Content starts
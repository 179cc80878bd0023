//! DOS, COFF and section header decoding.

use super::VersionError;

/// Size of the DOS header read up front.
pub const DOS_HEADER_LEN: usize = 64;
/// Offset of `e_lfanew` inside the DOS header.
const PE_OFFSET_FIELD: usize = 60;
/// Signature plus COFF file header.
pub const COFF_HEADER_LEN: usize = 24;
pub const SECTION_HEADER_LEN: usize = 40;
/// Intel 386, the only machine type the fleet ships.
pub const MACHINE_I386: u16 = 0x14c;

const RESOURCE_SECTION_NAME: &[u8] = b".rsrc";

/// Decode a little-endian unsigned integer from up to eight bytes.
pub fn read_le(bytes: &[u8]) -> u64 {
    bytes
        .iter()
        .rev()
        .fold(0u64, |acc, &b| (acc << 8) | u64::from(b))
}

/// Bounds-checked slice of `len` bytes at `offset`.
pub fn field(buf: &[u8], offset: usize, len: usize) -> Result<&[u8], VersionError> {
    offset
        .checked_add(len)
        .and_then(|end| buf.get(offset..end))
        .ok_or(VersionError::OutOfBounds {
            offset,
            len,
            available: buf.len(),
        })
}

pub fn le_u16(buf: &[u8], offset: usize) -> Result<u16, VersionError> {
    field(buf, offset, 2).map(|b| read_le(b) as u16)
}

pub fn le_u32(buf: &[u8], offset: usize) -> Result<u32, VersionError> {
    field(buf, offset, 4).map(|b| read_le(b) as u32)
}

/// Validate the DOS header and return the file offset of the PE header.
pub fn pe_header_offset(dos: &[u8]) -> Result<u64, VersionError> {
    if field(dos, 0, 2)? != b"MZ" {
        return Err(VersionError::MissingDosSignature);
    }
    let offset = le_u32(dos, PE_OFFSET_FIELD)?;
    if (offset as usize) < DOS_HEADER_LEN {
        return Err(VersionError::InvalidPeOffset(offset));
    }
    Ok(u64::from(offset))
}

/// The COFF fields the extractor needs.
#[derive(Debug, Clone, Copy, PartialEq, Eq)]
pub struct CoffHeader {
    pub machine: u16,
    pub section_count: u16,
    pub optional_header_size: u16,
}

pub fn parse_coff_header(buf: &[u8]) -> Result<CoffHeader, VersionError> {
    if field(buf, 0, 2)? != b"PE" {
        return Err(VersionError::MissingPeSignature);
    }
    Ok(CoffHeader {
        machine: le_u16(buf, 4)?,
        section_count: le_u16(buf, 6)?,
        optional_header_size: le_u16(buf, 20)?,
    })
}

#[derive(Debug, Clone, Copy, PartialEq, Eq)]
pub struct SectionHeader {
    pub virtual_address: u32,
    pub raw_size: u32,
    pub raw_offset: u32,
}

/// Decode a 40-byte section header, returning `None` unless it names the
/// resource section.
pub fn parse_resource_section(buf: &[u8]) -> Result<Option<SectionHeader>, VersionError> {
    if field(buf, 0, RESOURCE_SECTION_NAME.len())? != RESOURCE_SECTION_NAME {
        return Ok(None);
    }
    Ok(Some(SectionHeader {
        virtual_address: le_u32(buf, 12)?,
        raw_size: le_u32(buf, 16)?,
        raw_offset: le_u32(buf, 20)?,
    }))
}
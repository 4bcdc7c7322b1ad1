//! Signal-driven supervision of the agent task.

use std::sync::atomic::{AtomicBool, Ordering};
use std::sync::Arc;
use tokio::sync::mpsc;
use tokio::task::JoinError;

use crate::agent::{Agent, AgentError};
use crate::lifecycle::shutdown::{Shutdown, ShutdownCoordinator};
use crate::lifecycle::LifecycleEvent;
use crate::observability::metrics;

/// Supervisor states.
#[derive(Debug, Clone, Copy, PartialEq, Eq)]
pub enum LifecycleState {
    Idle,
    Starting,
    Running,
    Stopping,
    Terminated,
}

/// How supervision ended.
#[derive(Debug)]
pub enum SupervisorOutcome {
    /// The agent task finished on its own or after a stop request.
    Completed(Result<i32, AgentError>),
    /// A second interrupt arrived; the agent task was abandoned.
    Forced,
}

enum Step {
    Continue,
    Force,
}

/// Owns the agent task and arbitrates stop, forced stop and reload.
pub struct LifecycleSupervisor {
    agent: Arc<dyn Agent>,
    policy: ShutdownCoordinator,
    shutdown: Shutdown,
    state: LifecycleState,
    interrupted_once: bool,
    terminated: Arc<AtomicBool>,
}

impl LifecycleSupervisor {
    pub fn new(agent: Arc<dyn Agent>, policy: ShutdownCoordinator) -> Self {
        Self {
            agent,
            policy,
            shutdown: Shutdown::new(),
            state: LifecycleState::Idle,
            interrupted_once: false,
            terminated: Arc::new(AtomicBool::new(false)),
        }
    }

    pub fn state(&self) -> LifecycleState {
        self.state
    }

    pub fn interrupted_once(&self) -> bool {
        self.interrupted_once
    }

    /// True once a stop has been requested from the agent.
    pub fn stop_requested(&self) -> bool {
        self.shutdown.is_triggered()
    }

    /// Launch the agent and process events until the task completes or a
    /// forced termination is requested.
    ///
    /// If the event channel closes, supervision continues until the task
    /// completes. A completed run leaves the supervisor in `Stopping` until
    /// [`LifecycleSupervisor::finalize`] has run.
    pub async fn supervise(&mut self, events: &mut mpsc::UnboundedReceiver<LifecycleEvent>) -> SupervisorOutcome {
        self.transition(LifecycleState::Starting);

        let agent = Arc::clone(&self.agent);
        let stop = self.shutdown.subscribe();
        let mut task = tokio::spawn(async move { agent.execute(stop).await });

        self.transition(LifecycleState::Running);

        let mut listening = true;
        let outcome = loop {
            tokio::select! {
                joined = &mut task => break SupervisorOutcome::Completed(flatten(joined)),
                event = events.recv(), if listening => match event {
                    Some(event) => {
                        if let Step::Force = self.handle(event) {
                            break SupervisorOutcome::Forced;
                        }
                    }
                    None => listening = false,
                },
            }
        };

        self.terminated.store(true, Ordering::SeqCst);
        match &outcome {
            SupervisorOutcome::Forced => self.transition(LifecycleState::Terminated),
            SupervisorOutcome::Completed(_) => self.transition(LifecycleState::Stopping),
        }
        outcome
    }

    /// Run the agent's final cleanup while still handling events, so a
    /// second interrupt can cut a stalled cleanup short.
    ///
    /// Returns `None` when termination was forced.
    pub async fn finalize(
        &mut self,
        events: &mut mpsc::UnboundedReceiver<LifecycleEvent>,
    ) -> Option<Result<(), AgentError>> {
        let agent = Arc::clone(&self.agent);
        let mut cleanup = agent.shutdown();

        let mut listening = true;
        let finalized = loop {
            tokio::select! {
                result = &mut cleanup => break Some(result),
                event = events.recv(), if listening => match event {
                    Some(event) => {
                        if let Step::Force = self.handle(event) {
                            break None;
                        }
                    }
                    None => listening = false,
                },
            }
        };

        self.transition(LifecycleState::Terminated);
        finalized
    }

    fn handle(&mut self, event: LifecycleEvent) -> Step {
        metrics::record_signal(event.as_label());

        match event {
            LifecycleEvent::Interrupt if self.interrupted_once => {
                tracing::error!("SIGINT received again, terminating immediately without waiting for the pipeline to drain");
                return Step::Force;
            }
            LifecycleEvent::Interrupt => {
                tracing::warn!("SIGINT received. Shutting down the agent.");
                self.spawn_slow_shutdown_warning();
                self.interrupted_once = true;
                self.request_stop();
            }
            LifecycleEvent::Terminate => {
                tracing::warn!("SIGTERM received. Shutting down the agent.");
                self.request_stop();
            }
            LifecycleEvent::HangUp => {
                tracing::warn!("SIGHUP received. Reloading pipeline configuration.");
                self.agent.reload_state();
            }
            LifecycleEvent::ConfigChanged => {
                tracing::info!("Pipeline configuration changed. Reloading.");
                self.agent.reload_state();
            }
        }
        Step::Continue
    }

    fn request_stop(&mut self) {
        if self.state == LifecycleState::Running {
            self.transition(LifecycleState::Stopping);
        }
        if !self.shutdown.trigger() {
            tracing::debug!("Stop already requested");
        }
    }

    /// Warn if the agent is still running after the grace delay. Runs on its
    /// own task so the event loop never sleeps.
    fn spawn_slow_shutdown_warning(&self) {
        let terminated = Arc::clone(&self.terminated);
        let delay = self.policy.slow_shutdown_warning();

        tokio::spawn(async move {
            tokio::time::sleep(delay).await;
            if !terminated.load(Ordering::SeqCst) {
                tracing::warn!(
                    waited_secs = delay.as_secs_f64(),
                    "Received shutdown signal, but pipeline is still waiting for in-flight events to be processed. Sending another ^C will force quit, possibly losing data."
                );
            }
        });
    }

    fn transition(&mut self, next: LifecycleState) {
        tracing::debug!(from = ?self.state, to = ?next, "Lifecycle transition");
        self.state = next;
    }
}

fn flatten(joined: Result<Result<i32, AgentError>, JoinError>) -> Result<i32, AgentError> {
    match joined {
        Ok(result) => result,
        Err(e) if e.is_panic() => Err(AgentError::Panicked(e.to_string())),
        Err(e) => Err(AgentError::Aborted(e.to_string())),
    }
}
Content ends
Content starts
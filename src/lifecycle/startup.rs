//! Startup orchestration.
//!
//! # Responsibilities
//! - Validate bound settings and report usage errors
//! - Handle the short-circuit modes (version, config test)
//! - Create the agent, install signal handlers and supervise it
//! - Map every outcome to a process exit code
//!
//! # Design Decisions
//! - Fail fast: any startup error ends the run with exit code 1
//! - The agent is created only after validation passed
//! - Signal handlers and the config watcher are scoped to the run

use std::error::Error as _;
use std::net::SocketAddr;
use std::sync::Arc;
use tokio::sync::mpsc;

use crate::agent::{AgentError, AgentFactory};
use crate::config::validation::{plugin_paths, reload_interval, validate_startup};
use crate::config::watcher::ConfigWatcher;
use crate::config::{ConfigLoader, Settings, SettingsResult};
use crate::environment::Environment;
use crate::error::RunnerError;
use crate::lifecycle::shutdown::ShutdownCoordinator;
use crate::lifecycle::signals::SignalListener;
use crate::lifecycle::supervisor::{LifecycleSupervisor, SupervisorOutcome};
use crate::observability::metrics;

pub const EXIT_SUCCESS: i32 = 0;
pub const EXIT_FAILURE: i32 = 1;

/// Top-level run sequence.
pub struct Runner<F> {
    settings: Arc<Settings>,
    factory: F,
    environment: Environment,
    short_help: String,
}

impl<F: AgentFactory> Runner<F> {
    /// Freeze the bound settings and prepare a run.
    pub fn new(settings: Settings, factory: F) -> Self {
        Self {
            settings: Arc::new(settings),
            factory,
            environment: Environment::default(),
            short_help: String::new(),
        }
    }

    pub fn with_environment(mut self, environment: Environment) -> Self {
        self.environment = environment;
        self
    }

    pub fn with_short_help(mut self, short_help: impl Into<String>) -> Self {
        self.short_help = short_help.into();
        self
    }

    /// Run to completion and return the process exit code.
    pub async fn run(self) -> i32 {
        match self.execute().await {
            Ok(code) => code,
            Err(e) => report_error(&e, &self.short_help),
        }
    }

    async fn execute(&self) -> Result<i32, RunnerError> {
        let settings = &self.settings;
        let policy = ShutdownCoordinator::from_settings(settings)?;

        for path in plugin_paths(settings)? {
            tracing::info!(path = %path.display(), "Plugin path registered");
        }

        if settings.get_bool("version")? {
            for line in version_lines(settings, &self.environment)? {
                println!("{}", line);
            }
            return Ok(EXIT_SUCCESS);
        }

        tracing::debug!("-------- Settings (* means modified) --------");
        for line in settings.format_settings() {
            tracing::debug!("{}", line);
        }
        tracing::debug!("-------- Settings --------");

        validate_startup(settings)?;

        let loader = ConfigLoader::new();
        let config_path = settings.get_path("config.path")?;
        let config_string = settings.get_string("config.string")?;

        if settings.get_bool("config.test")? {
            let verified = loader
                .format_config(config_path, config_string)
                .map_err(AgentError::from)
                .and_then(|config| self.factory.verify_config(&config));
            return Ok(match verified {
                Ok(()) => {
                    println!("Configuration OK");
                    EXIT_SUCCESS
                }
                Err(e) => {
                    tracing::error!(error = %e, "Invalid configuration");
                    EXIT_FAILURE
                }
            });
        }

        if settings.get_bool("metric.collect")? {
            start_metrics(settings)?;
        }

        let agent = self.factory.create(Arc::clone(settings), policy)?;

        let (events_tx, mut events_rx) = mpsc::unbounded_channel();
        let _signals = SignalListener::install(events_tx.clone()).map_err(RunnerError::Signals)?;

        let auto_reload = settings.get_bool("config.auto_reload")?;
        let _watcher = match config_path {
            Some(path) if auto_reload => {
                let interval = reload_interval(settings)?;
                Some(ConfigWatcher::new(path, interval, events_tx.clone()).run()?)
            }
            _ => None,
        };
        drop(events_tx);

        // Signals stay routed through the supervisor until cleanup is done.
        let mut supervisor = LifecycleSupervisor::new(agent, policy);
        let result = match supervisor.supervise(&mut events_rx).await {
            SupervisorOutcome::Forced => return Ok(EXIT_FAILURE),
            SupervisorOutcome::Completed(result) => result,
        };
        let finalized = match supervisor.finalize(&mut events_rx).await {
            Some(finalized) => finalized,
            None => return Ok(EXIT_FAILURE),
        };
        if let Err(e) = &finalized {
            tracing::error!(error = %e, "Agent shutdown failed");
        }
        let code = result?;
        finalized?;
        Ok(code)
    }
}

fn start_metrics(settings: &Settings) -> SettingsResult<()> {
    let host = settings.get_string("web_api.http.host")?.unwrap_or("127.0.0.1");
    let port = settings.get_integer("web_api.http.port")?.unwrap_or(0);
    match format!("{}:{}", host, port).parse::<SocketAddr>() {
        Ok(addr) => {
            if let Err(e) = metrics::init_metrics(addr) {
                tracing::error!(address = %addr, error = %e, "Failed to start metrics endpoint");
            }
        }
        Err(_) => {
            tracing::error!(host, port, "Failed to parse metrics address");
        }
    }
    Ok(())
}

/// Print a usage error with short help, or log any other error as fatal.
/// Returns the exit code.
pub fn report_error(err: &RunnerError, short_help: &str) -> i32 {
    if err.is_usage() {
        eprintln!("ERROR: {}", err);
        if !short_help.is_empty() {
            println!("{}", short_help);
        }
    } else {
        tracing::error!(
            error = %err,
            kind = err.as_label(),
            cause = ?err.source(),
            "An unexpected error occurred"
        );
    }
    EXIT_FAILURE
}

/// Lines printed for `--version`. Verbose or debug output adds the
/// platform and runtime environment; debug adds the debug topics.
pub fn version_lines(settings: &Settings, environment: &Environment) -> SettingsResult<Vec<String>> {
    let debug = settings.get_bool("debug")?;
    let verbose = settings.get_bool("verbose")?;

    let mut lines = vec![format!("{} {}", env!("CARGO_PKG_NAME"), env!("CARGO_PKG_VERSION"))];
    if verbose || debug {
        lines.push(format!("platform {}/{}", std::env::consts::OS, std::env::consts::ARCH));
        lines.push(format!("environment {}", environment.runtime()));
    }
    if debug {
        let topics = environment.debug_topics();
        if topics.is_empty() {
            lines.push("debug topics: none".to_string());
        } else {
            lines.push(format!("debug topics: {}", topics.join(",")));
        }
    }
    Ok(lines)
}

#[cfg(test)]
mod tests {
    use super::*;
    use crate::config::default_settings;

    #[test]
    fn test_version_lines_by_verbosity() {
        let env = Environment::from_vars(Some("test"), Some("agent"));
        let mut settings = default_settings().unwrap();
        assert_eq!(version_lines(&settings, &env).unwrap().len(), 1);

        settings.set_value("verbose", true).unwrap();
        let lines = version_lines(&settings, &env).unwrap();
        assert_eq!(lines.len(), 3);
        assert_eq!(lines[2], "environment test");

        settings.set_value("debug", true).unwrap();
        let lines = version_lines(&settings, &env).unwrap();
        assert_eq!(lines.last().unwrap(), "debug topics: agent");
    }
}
Content ends
Go back to the listing above. Copy word for word the lines from the one with "repository 179cc80878bd0023" through the one with "pub const SECTION_HEADER_LEN: usize = 40;", and nothing more.

**Solution to the exercise**
repository 179cc80878bd0023
//! DOS, COFF and section header decoding.

use super::VersionError;

/// Size of the DOS header read up front.
pub const DOS_HEADER_LEN: usize = 64;
/// Offset of `e_lfanew` inside the DOS header.
const PE_OFFSET_FIELD: usize = 60;
/// Signature plus COFF file header.
pub const COFF_HEADER_LEN: usize = 24;
pub const SECTION_HEADER_LEN: usize = 40;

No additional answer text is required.